(Dataset records)

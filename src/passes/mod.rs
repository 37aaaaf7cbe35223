//! # Satellite passes
//!
//! A [`Pass`](crate::passes::Pass) is one rise-to-set interval of a satellite above the horizon of
//! a ground observer, together with the parts of that interval during which the satellite can be
//! seen with the naked eye.
//!
//! ## Submodules
//!
//! - [`scanner`] – The rise/set state machine producing passes from a time-stepped simulation.
//! - [`scoring`] – Score and brightness heuristics attached to every finalized pass.
//! - [`display`] – Tabular rendering of a pass list (`comfy-table`).
//!
//! ## Invariants of a finalized pass
//!
//! - `start ≤ peak_time ≤ end`.
//! - `max_elevation` is at least the elevation of every sample taken in `[start, end]`.
//! - `visible_segments` are disjoint, ordered by start, contained in `[start, end]`, and all
//!   closed.
//! - `visible == !visible_segments.is_empty()` for passes produced by the scanner.
//! - `score ∈ [0, 100]`, azimuths in `[0, 360)`.
//!
//! A pass is never mutated once the scanner hands it out.
//!
//! ## See also
//! ------------
//! * [`compute_passes`](crate::passes::scanner::compute_passes) – Entry point with default settings.
//! * [`describe_visibility`](crate::passes::describe_visibility) – Human-readable visibility summary.
pub mod display;
pub mod scanner;
pub mod scoring;

use std::cmp::Reverse;

use hifitime::Epoch;
use itertools::Itertools;

use crate::constants::{Degree, Second};
use crate::passes::scoring::Brightness;

/// Minimum length of the first visible segment for a pass to count as visible "for most" of it.
const MOSTLY_VISIBLE: Second = 4.0 * 60.0;

/// Sub-interval `[start, end)` of a pass during which the satellite is sunlit over a dark sky.
///
/// `end` is `None` only while the scanner still has the segment open; every segment of a
/// finalized [`Pass`] is closed.
#[derive(Debug, Clone, Copy, PartialEq)]
pub struct VisibilitySegment {
    pub start: Epoch,
    pub end: Option<Epoch>,
}

impl VisibilitySegment {
    pub(crate) fn open(start: Epoch) -> Self {
        VisibilitySegment { start, end: None }
    }

    pub(crate) fn close(self, end: Epoch) -> Self {
        VisibilitySegment {
            start: self.start,
            end: Some(end),
        }
    }

    pub fn is_closed(&self) -> bool {
        self.end.is_some()
    }

    /// Length of the segment in seconds, `None` while it is still open.
    pub fn duration(&self) -> Option<Second> {
        self.end.map(|end| (end - self.start).to_seconds())
    }
}

/// One rise-to-set interval of a satellite for a given observer.
///
/// Units
/// -----
/// * azimuths: degrees in `[0, 360)`, clockwise from north.
/// * `max_elevation`: degrees.
/// * `duration`: seconds, `end - start`.
#[derive(Debug, Clone, PartialEq)]
pub struct Pass {
    pub start: Epoch,
    pub end: Epoch,
    pub start_azimuth: Degree,
    pub end_azimuth: Degree,
    pub peak_time: Epoch,
    pub peak_azimuth: Degree,
    pub max_elevation: Degree,
    pub visible: bool,
    pub visible_segments: Vec<VisibilitySegment>,
    pub duration: Second,
    pub score: u8,
    pub brightness: Brightness,
}

impl Pass {
    /// Total time spent visible, summed over closed segments.
    pub fn visible_duration(&self) -> Second {
        self.visible_segments
            .iter()
            .filter_map(VisibilitySegment::duration)
            .sum()
    }

    /// `true` when `epoch` falls inside `[start, end]`.
    pub fn contains(&self, epoch: &Epoch) -> bool {
        self.start <= *epoch && *epoch <= self.end
    }
}

/// Human-readable visibility summary of a pass.
///
/// Return
/// ----------
/// * `"Not visible (daylight or shadowed)"` when the pass is not visible,
/// * `"Visible briefly"` when it is flagged visible without any recorded segment,
/// * `"Visible for most of pass"` when the first segment lasts at least 4 minutes,
/// * `"Visible in part of pass"` otherwise.
pub fn describe_visibility(pass: &Pass) -> &'static str {
    if !pass.visible {
        return "Not visible (daylight or shadowed)";
    }

    match pass.visible_segments.first() {
        None => "Visible briefly",
        Some(segment) if segment.duration().is_some_and(|d| d >= MOSTLY_VISIBLE) => {
            "Visible for most of pass"
        }
        Some(_) => "Visible in part of pass",
    }
}

/// Passes ordered best first: descending score, earlier start on ties.
pub fn rank_passes(passes: &[Pass]) -> Vec<&Pass> {
    passes
        .iter()
        .sorted_by_key(|pass| (Reverse(pass.score), pass.start))
        .collect()
}

/// Passes with at least one naked-eye visible segment, in chronological order.
pub fn visible_passes(passes: &[Pass]) -> impl Iterator<Item = &Pass> {
    passes.iter().filter(|pass| pass.visible)
}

◆ TASK INSTRUCTIONS: Retrieve every line above holding the word "observer".

◆ WORKED SOLUTION:
//! a ground observer, together with the parts of that interval during which the satellite can be
/// One rise-to-set interval of a satellite for a given observer.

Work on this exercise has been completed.